Work to complete —
Find the word "Result" in the listing; pull out each line holding it.
--- Record set Enclosed Below ---
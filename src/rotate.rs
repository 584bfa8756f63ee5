//! Rigid rotation of atom sets by a quaternion sandwich `q · v · q⁻¹`.
use crate::error::{ImageGenError, Result};
use crate::types::AtomSet;
use nalgebra::Quaternion;

/// Allowed deviation of `|q|` from one before a rotation is refused.
pub const UNIT_NORM_TOL: f64 = 1e-6;

/// Rotate every position of `atoms`, returning a new set with the same labels.
///
/// Fails with [`ImageGenError::NonUnitQuaternion`] instead of renormalizing
/// when `q` is not unit length.
pub fn rotate(q: &Quaternion<f64>, atoms: &AtomSet) -> Result<AtomSet> {
    let norm = q.norm();
    if !((norm - 1.0).abs() <= UNIT_NORM_TOL) {
        return Err(ImageGenError::NonUnitQuaternion { norm });
    }
    let q = *q;
    let q_inv = q.conjugate() / q.norm_squared();
    Ok(atoms.map_positions(|p| (q * Quaternion::from_imag(*p) * q_inv).imag()))
}

#[cfg(test)]
mod tests {
    use super::*;
    use nalgebra::{UnitQuaternion, Vector3};

    #[test]
    fn identity_keeps_positions() {
        let atoms = AtomSet::from_positions(vec![Vector3::new(1.0, -2.0, 3.5)]);
        let out = rotate(&Quaternion::identity(), &atoms).unwrap();
        assert_eq!(out, atoms);
    }

    #[test]
    fn quarter_turn_about_z() {
        let q = UnitQuaternion::from_axis_angle(&Vector3::z_axis(), std::f64::consts::FRAC_PI_2);
        let atoms = AtomSet::from_positions(vec![Vector3::new(1.0, 0.0, 0.0)]);
        let out = rotate(q.quaternion(), &atoms).unwrap();
        let p = out.positions()[0];
        assert!((p - Vector3::new(0.0, 1.0, 0.0)).norm() < 1e-12, "p={p:?}");
    }

    #[test]
    fn agrees_with_rotation_matrix() {
        let q = UnitQuaternion::from_euler_angles(0.3, -1.1, 2.4);
        let v = Vector3::new(0.7, -3.2, 1.9);
        let out = rotate(q.quaternion(), &AtomSet::from_positions(vec![v])).unwrap();
        let expected = q.to_rotation_matrix() * v;
        assert!((out.positions()[0] - expected).norm() < 1e-12);
    }

    #[test]
    fn non_unit_quaternion_is_refused() {
        let q = Quaternion::new(1.0, 1.0, 0.0, 0.0);
        let atoms = AtomSet::from_positions(vec![Vector3::zeros()]);
        match rotate(&q, &atoms) {
            Err(ImageGenError::NonUnitQuaternion { norm }) => {
                assert!((norm - 2f64.sqrt()).abs() < 1e-12)
            }
            other => panic!("expected NonUnitQuaternion, got {other:?}"),
        }
    }
}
--- End of Enclosed Record set ---
Task solution —
use crate::error::{ImageGenError, Result};
pub fn rotate(q: &Quaternion<f64>, atoms: &AtomSet) -> Result<AtomSet> {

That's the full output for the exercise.